• Supplied entries:

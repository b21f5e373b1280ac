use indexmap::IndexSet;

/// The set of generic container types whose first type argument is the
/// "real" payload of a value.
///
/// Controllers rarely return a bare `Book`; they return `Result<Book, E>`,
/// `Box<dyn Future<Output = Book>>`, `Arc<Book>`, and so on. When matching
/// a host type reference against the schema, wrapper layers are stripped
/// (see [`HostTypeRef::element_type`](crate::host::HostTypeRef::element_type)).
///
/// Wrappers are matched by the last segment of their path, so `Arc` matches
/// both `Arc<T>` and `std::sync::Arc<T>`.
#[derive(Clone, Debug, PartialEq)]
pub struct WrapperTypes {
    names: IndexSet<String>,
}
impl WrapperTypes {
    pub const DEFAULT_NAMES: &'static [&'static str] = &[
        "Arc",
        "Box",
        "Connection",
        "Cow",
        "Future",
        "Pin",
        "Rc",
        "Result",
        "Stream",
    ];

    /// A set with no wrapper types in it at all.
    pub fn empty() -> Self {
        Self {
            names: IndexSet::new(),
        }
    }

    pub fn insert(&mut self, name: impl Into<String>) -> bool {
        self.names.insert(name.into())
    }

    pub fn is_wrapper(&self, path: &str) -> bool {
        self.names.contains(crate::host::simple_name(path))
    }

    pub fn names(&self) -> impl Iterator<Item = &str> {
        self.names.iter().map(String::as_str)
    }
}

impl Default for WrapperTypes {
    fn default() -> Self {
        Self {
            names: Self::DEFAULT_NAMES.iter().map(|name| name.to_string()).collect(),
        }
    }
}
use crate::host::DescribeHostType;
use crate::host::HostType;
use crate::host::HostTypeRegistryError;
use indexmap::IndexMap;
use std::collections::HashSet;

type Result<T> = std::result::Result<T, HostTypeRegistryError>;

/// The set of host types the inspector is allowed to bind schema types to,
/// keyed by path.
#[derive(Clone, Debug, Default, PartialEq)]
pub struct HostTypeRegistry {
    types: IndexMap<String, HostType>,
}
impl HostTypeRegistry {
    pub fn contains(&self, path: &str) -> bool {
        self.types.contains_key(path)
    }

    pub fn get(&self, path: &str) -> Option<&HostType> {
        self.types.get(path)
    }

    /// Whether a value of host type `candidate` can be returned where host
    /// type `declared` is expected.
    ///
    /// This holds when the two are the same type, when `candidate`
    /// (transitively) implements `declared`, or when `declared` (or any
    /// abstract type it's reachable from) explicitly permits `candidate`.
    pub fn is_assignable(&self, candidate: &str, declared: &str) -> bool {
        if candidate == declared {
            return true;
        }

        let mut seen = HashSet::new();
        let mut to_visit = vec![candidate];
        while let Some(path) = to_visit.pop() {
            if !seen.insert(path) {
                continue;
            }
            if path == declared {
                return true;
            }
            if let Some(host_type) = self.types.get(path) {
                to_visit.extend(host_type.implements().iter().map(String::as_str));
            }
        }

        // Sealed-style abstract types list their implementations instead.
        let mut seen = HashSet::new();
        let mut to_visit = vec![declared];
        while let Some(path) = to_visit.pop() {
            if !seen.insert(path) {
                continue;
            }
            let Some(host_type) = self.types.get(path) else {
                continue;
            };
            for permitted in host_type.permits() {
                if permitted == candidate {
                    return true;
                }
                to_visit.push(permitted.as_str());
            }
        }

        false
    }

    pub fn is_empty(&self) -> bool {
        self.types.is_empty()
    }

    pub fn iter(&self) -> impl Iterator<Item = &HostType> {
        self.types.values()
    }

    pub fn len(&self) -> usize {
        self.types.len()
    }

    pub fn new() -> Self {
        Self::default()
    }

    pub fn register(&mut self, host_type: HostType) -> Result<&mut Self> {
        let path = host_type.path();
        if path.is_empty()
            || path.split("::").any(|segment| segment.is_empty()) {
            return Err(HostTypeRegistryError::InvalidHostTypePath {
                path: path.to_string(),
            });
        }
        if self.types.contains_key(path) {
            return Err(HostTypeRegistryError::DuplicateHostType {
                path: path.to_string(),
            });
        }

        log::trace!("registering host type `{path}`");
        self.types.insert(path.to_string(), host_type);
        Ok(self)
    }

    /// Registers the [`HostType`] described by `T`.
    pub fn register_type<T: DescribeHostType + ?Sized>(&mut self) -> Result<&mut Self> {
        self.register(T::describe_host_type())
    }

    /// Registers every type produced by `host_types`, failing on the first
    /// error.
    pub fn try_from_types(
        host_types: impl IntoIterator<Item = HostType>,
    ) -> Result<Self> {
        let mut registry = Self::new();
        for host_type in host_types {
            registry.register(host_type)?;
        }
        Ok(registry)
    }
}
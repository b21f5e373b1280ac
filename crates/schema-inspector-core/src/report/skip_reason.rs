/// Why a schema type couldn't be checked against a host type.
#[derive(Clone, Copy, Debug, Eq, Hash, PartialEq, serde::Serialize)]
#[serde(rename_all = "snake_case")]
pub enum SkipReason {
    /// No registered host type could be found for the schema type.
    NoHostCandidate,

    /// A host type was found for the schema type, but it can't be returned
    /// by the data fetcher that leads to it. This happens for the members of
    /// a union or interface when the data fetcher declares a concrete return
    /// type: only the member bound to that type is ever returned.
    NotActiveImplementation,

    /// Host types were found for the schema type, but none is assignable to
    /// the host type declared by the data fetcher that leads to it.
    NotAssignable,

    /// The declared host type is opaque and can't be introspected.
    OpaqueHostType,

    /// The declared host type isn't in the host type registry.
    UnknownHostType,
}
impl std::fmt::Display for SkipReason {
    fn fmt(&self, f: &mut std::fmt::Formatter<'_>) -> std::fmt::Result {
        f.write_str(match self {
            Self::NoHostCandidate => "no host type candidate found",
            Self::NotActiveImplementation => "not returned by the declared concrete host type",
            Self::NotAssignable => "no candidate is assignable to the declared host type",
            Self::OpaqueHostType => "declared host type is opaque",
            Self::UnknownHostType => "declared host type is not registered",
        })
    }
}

• Aim of the task: When a line in the listing includes the word "inspector", report that line in full.

• Written response:
/// The set of host types the inspector is allowed to bind schema types to,
filename crates/schema-inspector-core/src/report/skip_reason.rs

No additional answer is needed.